Scott J. Kenyon, Benjamin C. Bromley

Published 2017-06-26Version 1

We consider the long-term collisional and dynamical evolution of solid material orbiting in a narrow annulus near the Roche limit of a white dwarf. With orbital velocities of 300 km/sec, systems of solids with initial eccentricity $e \gtrsim 10^{-3}$ generate a collisional cascade where objects with radii $r \lesssim$ 100--300 km are ground to dust. This process converts 1-100 km asteroids into 1 $\mu$m particles in $10^2 - 10^6$ yr. Throughout this evolution, the swarm maintains an initially large vertical scale height $H$. Adding solids at a rate $\dot{M}$ enables the system to find an equilibrium where the mass in solids is roughly constant. This equilibrium depends on $\dot{M}$ and $r_0$, the radius of the largest solid added to the swarm. When $r_0 \lesssim$ 10 km, this equilibrium is stable.
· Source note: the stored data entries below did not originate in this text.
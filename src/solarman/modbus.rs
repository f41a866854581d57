use crate::error::ModbusError;

use nom::{
    multi::count,
    number::complete::{be_u16, u8 as byte},
    sequence::tuple,
    IResult,
};
use num_enum::{IntoPrimitive, TryFromPrimitive};
use serde::{Deserialize, Serialize};

/// Set on the function code of an exception response.
pub const EXCEPTION_FLAG: u8 = 0x80;

// {{{ ReadFunction
#[derive(Clone, Copy, Debug, Eq, PartialEq, IntoPrimitive, TryFromPrimitive, Serialize, Deserialize)]
#[serde(rename_all = "snake_case")]
#[repr(u8)]
pub enum ReadFunction {
    ReadHolding = 0x03,
    ReadInput = 0x04,
}
// }}}

pub fn crc(data: &[u8]) -> [u8; 2] {
    crc16::State::<crc16::MODBUS>::calculate(data).to_le_bytes()
}

fn check_crc(body: &[u8], trailer: &[u8]) -> Result<(), ModbusError> {
    let expected = u16::from_le_bytes(crc(body));
    let got = u16::from_le_bytes([trailer[0], trailer[1]]);
    if got != expected {
        return Err(ModbusError::CrcMismatch { got, expected });
    }
    Ok(())
}

fn short(needed: usize, actual: usize) -> Result<(), ModbusError> {
    if actual < needed {
        return Err(ModbusError::ShortFrame { needed, actual });
    }
    Ok(())
}

fn header(input: &[u8]) -> IResult<&[u8], (u8, u8, u8)> {
    tuple((byte, byte, byte))(input)
}

fn words(input: &[u8], n: usize) -> IResult<&[u8], Vec<u16>> {
    count(be_u16, n)(input)
}

/// A "read registers" request (function 0x03 or 0x04).
#[derive(Clone, Copy, Debug, Eq, PartialEq)]
pub struct ReadRequest {
    pub slave_id: u8,
    pub function: ReadFunction,
    pub start: u16,
    pub count: u16,
}

impl ReadRequest {
    pub fn new(slave_id: u8, function: ReadFunction, start: u16, count: u16) -> Self {
        Self {
            slave_id,
            function,
            start,
            count,
        }
    }

    /// `slave | fc | start (BE) | count (BE) | crc (LE)`
    pub fn encode(&self) -> Vec<u8> {
        let mut r = Vec::with_capacity(8);
        r.push(self.slave_id);
        r.push(self.function.into());
        r.extend_from_slice(&self.start.to_be_bytes());
        r.extend_from_slice(&self.count.to_be_bytes());
        let crc = crc(&r);
        r.extend_from_slice(&crc);
        r
    }

    /// Parse a request frame. Used by the fake logger in tests and by anything
    /// that sits on the other end of the wire.
    pub fn decode(frame: &[u8]) -> Result<Self, ModbusError> {
        short(8, frame.len())?;
        check_crc(&frame[..6], &frame[6..8])?;
        let function = ReadFunction::try_from(frame[1]).map_err(|_| ModbusError::UnexpectedFunctionCode {
            got: frame[1],
            expected: ReadFunction::ReadHolding.into(),
        })?;
        Ok(Self {
            slave_id: frame[0],
            function,
            start: u16::from_be_bytes([frame[2], frame[3]]),
            count: u16::from_be_bytes([frame[4], frame[5]]),
        })
    }

    /// Validate a response to this request and return its register words.
    ///
    /// Bytes after the CRC are ignored; some loggers pad their frames.
    pub fn decode_response(&self, frame: &[u8]) -> Result<Vec<u16>, ModbusError> {
        short(5, frame.len())?;
        let (_, (slave_id, function, third)) =
            header(frame).map_err(|_| ModbusError::ShortFrame { needed: 3, actual: frame.len() })?;

        if function & EXCEPTION_FLAG != 0 {
            check_crc(&frame[..3], &frame[3..5])?;
            self.check_header(slave_id, function & !EXCEPTION_FLAG)?;
            return Err(ModbusError::DeviceException(third));
        }

        let byte_count = usize::from(third);
        let body_len = 3 + byte_count;
        short(body_len + 2, frame.len())?;
        check_crc(&frame[..body_len], &frame[body_len..body_len + 2])?;
        self.check_header(slave_id, function)?;

        if byte_count % 2 != 0 || byte_count / 2 != usize::from(self.count) {
            return Err(ModbusError::CountMismatch {
                expected: self.count,
                actual: (byte_count / 2) as u16,
            });
        }

        let (_, words) = words(&frame[3..body_len], byte_count / 2).map_err(|_| ModbusError::ShortFrame {
            needed: body_len,
            actual: frame.len(),
        })?;
        Ok(words)
    }

    fn check_header(&self, slave_id: u8, function: u8) -> Result<(), ModbusError> {
        if slave_id != self.slave_id {
            return Err(ModbusError::SlaveIdMismatch {
                got: slave_id,
                expected: self.slave_id,
            });
        }
        let expected: u8 = self.function.into();
        if function != expected {
            return Err(ModbusError::UnexpectedFunctionCode { got: function, expected });
        }
        Ok(())
    }
}

/// Build a normal read response. The session never sends these; the fake
/// logger used in tests does.
pub fn encode_read_response(slave_id: u8, function: ReadFunction, words: &[u16]) -> Vec<u8> {
    let mut r = Vec::with_capacity(5 + words.len() * 2);
    r.push(slave_id);
    r.push(function.into());
    r.push((words.len() * 2) as u8);
    for word in words {
        r.extend_from_slice(&word.to_be_bytes());
    }
    let crc = crc(&r);
    r.extend_from_slice(&crc);
    r
}

pub fn encode_exception_response(slave_id: u8, function: ReadFunction, code: u8) -> Vec<u8> {
    let mut r = vec![slave_id, u8::from(function) | EXCEPTION_FLAG, code];
    let crc = crc(&r);
    r.extend_from_slice(&crc);
    r
}
impl<C: Connector> InverterSession<C> {
    /// Plans every register set of `catalog` up front; the plans live as
    /// long as the session.
    pub fn new(connector: C, config: SessionConfig, catalog: &Catalog) -> Result<Self, PlanError> {
        let mut plans = HashMap::new();
        for set in &catalog.sets {
            let blocks = RegisterPlanner::plan(&set.registers, config.max_block_size)?;
            debug!(
                "logger {}: register set {} planned as {} reads {:?}",
                config.serial,
                set.name,
                blocks.len(),
                blocks.iter().map(|b| (b.start, b.count)).collect::<Vec<_>>()
            );
            plans.insert(
                set.name.clone(),
                Plan {
                    function: set.function,
                    blocks,
                },
            );
        }

        Ok(Self {
            connector,
            codec: FrameCodec::new(config.serial),
            config,
            plans,
            link: Mutex::new(None),
            state: watch::channel(SessionState::Disconnected).0,
            snapshot: watch::channel(None).0,
            device_info: watch::channel(None).0,
            device_info_read: AtomicBool::new(false),
            cancel: StdMutex::new(CancellationToken::new()),
            stats: StdMutex::new(PollStats::default()),
        })
    }

    pub fn serial(&self) -> u32 {
        self.config.serial
    }

    pub fn state(&self) -> SessionState {
        self.state.borrow().clone()
    }

    pub fn subscribe_state(&self) -> watch::Receiver<SessionState> {
        self.state.subscribe()
    }

    pub fn snapshot(&self) -> Option<Arc<DecodedSnapshot>> {
        self.snapshot.borrow().clone()
    }

    pub fn subscribe_snapshot(&self) -> watch::Receiver<Option<Arc<DecodedSnapshot>>> {
        self.snapshot.subscribe()
    }

    pub fn device_info(&self) -> Option<DeviceInfo> {
        self.device_info.borrow().clone()
    }

    pub fn stats(&self) -> PollStats {
        self.stats.lock().map(|s| s.clone()).unwrap_or_default()
    }

    /// Number of reads one cycle of `set` takes.
    pub fn planned_reads(&self, set: &str) -> Option<usize> {
        self.plans.get(set).map(|p| p.blocks.len())
    }

    pub async fn connect(&self) -> Result<(), SessionError> {
        let mut guard = self.link.lock().await;
        *guard = None;

        let token = CancellationToken::new();
        *self.cancel.lock().unwrap_or_else(PoisonError::into_inner) = token.clone();

        self.set_state(SessionState::Connecting);
        info!("logger {}: connecting to {}", self.config.serial, self.connector.peer());

        let result = tokio::select! {
            _ = token.cancelled() => Err(TransportError::Cancelled),
            r = self.connector.connect() => r,
        };

        match result {
            Ok(stream) => {
                // fresh link, fresh sequence counter
                *guard = Some(Link::new(stream));
                self.update_stats(|s| s.connects += 1);
                self.set_state(SessionState::Ready);
                Ok(())
            }
            Err(e) => {
                self.set_state(SessionState::Disconnected);
                Err(e.into())
            }
        }
    }

    /// Drop the connection. Any read or write in flight fails with
    /// `TransportError::Cancelled`. `connect()` may be called again later.
    pub fn close(&self) {
        self.token().cancel();
        if let Ok(mut guard) = self.link.try_lock() {
            *guard = None;
        }
        self.set_state(SessionState::Disconnected);
    }

    /// Run one poll cycle over the polling set and publish the result.
    ///
    /// Either every block is read and a new snapshot replaces the old one,
    /// or the old snapshot stays. A block the device rejects with an
    /// exception keeps its previous values while the rest update.
    pub async fn poll(&self) -> Result<Arc<DecodedSnapshot>, SessionError> {
        let mut guard = self.link.try_lock().map_err(|_| SessionError::PollInProgress)?;
        let previous = self.snapshot();

        let outcome = match guard.as_mut() {
            None => Err(TransportError::NotConnected.into()),
            Some(link) => {
                self.set_state(SessionState::Polling);
                self.read_set(link, Catalog::POLLING, previous.as_deref()).await
            }
        };
        let values = match outcome {
            Ok(values) => values,
            Err(e) => return Err(self.fail(&mut guard, e)),
        };

        let snapshot = Arc::new(DecodedSnapshot {
            timestamp: Utc::now(),
            values,
        });
        self.snapshot.send_replace(Some(snapshot.clone()));
        self.update_stats(|s| s.cycles_ok += 1);
        self.set_state(SessionState::Ready);
        debug!("logger {}: polled {} values", self.config.serial, snapshot.values.len());

        if self.plans.contains_key(Catalog::DEVICE_INFO) && !self.device_info_read.swap(true, Ordering::SeqCst) {
            if let Some(link) = guard.as_mut() {
                match self.read_set(link, Catalog::DEVICE_INFO, None).await {
                    Ok(values) => {
                        let info = DeviceInfo::from_values(&values);
                        info!(
                            "logger {}: device type {}, firmware {}",
                            self.config.serial,
                            info.device_type.as_deref().unwrap_or("unknown"),
                            info.firmware.as_deref().unwrap_or("unknown")
                        );
                        self.device_info.send_replace(Some(info));
                    }
                    // the snapshot stands, but a broken link must not outlive the cycle
                    Err(e) if e.requires_reconnect() => self.disconnect(&mut guard, &e),
                    Err(e) => debug!("logger {}: could not read device info: {}", self.config.serial, e),
                }
            }
        }

        Ok(snapshot)
    }

    /// Read the configuration set once. Blocks the device rejects are left out.
    pub async fn read_configuration(&self) -> Result<BTreeMap<String, Value>, SessionError> {
        let mut guard = self.link.try_lock().map_err(|_| SessionError::PollInProgress)?;

        let outcome = match guard.as_mut() {
            None => Err(TransportError::NotConnected.into()),
            Some(link) => {
                self.set_state(SessionState::Polling);
                self.read_set(link, Catalog::CONFIGURATION, None).await
            }
        };
        match outcome {
            Ok(values) => {
                self.set_state(SessionState::Ready);
                Ok(values)
            }
            Err(e) => Err(self.fail(&mut guard, e)),
        }
    }

    /// Connect, poll every `poll_interval` and reconnect with backoff until
    /// `shutdown` is cancelled.
    pub async fn run(&self, shutdown: CancellationToken) {
        let mut backoff = Backoff::new(self.config.backoff_initial, self.config.backoff_max);
        let mut ticker = tokio::time::interval(self.config.poll_interval);
        ticker.set_missed_tick_behavior(MissedTickBehavior::Delay);

        loop {
            if !self.state().is_connected() {
                let result = tokio::select! {
                    _ = shutdown.cancelled() => break,
                    r = self.connect() => r,
                };
                if let Err(e) = result {
                    error!("logger {}: {}", self.config.serial, e);
                    if self.wait_to_reconnect(&mut backoff, &shutdown).await {
                        continue;
                    }
                    break;
                }
            }

            tokio::select! {
                _ = shutdown.cancelled() => break,
                _ = ticker.tick() => {}
            }

            // failures are logged and reflected in the state by poll()
            let result = tokio::select! {
                _ = shutdown.cancelled() => break,
                r = self.poll() => r,
            };
            match result {
                Ok(_) => backoff.reset(),
                Err(e) if e.requires_reconnect() => {
                    if !self.wait_to_reconnect(&mut backoff, &shutdown).await {
                        break;
                    }
                }
                Err(_) => {}
            }
        }

        info!("logger {}: shutting down", self.config.serial);
        self.close();
        self.stats().print_summary(self.config.serial);
    }

    /// Sleep out the next backoff delay. `false` when shutdown came first.
    async fn wait_to_reconnect(&self, backoff: &mut Backoff, shutdown: &CancellationToken) -> bool {
        let delay = backoff.next_delay();
        info!("logger {}: reconnecting in {:?}", self.config.serial, delay);
        tokio::select! {
            _ = shutdown.cancelled() => false,
            _ = tokio::time::sleep(delay) => true,
        }
    }

    async fn read_set(
        &self,
        link: &mut Link<C::Stream>,
        set: &str,
        previous: Option<&DecodedSnapshot>,
    ) -> Result<BTreeMap<String, Value>, SessionError> {
        let mut values = BTreeMap::new();
        let plan = match self.plans.get(set) {
            Some(plan) => plan,
            None => return Ok(values),
        };
        let token = self.token();

        for block in &plan.blocks {
            match self.read_block(link, &token, plan.function, block).await {
                Ok(decoded) => values.extend(decoded),
                Err(SessionError::Modbus(ModbusError::DeviceException(code))) => {
                    warn!(
                        "logger {}: device exception {:#04x} reading {} registers at {}, keeping previous values",
                        self.config.serial, code, block.count, block.start
                    );
                    self.update_stats(|s| s.device_exceptions += 1);
                    if let Some(previous) = previous {
                        for spec in &block.registers {
                            if let Some(value) = previous.get(&spec.name) {
                                values.insert(spec.name.clone(), value.clone());
                            }
                        }
                    }
                }
                Err(e) => return Err(e),
            }
        }

        Ok(values)
    }

    async fn read_block(
        &self,
        link: &mut Link<C::Stream>,
        token: &CancellationToken,
        function: ReadFunction,
        block: &ReadBlock,
    ) -> Result<BTreeMap<String, Value>, SessionError> {
        let request = ReadRequest::new(self.config.slave_id, function, block.start, block.count);
        let sequence = link.next_sequence();
        let frame = self.codec.wrap_request(u16::from(sequence), &request.encode());

        self.write(link, token, &frame).await?;
        let response = self.read_response(link, token, sequence).await?;
        let modbus = self.codec.unwrap_response(&response)?;
        let words = request.decode_response(modbus)?;

        let expected_len = 5 + 2 * usize::from(block.count);
        if modbus.len() > expected_len {
            debug!(
                "logger {}: ignoring {} bytes after modbus crc",
                self.config.serial,
                modbus.len() - expected_len
            );
        }

        Ok(ValueDecoder::decode(block, &words)?)
    }

    async fn write(
        &self,
        link: &mut Link<C::Stream>,
        token: &CancellationToken,
        bytes: &[u8],
    ) -> Result<(), TransportError> {
        let limit = self.config.write_timeout;
        let stream = &mut link.stream;
        let write = async {
            stream.write_all(bytes).await?;
            stream.flush().await
        };

        tokio::select! {
            _ = token.cancelled() => Err(TransportError::Cancelled),
            r = tokio::time::timeout(limit, write) => match r {
                Ok(r) => Ok(r?),
                Err(_) => Err(TransportError::Timeout("write", limit)),
            },
        }
    }

    /// Read until the frame answering `sequence` arrives, acknowledging
    /// unsolicited logger frames and discarding stale responses on the way.
    async fn read_response(
        &self,
        link: &mut Link<C::Stream>,
        token: &CancellationToken,
        sequence: u8,
    ) -> Result<V5Frame, SessionError> {
        let deadline = Instant::now() + self.config.read_timeout;

        loop {
            while let Some(bytes) = link.decoder.decode(&mut link.buf)? {
                let frame = self.codec.decode(&bytes)?;

                if let Some(ack) = self.codec.acknowledge(&frame, Utc::now().timestamp() as u32) {
                    debug!(
                        "logger {}: acknowledging unsolicited frame {:#06x}",
                        self.config.serial, frame.control
                    );
                    self.write(link, token, &ack).await?;
                    self.update_stats(|s| s.acks_sent += 1);
                    continue;
                }

                if frame.sequence_low() != sequence {
                    debug!(
                        "logger {}: discarding frame with sequence {:#06x}, waiting for {:#04x}",
                        self.config.serial, frame.sequence, sequence
                    );
                    self.update_stats(|s| s.frames_discarded += 1);
                    continue;
                }

                return Ok(frame);
            }

            let read = tokio::select! {
                _ = token.cancelled() => return Err(TransportError::Cancelled.into()),
                _ = tokio::time::sleep_until(deadline) => {
                    return Err(TransportError::Timeout("read", self.config.read_timeout).into())
                }
                r = link.stream.read_buf(&mut link.buf) => r.map_err(TransportError::from)?,
            };
            if read == 0 {
                return Err(TransportError::Closed.into());
            }
        }
    }

    /// Record a failed cycle and move to the state the error calls for.
    fn fail(&self, link: &mut Option<Link<C::Stream>>, err: SessionError) -> SessionError {
        self.update_stats(|s| s.cycles_failed += 1);
        if err.requires_reconnect() {
            self.disconnect(link, &err);
        } else {
            error!("logger {}: {}", self.config.serial, err);
            self.set_state(SessionState::Faulted(err.to_string()));
        }
        err
    }

    fn disconnect(&self, link: &mut Option<Link<C::Stream>>, err: &SessionError) {
        warn!("logger {}: {}, dropping connection", self.config.serial, err);
        *link = None;
        self.set_state(SessionState::Disconnected);
    }

    fn set_state(&self, new: SessionState) {
        let old = self.state.send_replace(new.clone());
        if old == new {
            return;
        }
        if old == SessionState::Polling || new == SessionState::Polling {
            debug!("logger {}: {:?} -> {:?}", self.config.serial, old, new);
        } else {
            info!("logger {}: {:?} -> {:?}", self.config.serial, old, new);
        }
    }

    fn token(&self) -> CancellationToken {
        self.cancel.lock().unwrap_or_else(PoisonError::into_inner).clone()
    }

    fn update_stats(&self, f: impl FnOnce(&mut PollStats)) {
        if let Ok(mut stats) = self.stats.lock() {
            f(&mut stats);
        }
    }
}
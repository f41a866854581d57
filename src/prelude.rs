pub use crate::channels::{ChannelData, Channels};
pub use crate::config::{self, Config, ConfigWrapper};
pub use crate::options::Options;

pub use anyhow::{anyhow, bail, Error, Result};
pub use log::{debug, error, info, trace, warn};
pub use tokio::sync::broadcast;
pub mod backoff;
pub mod decoder;
pub mod frame;
pub mod modbus;
pub mod session;
pub mod transport;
For larger $r_0$, the mass oscillates between high and low states; the fraction of time spent in high states ranges from 100% for large $\dot{M}$ to much less than 1% for small $\dot{M}$. During high states, the stellar luminosity reprocessed by the solids is comparable to the excess infrared emission observed in many metallic line white dwarfs.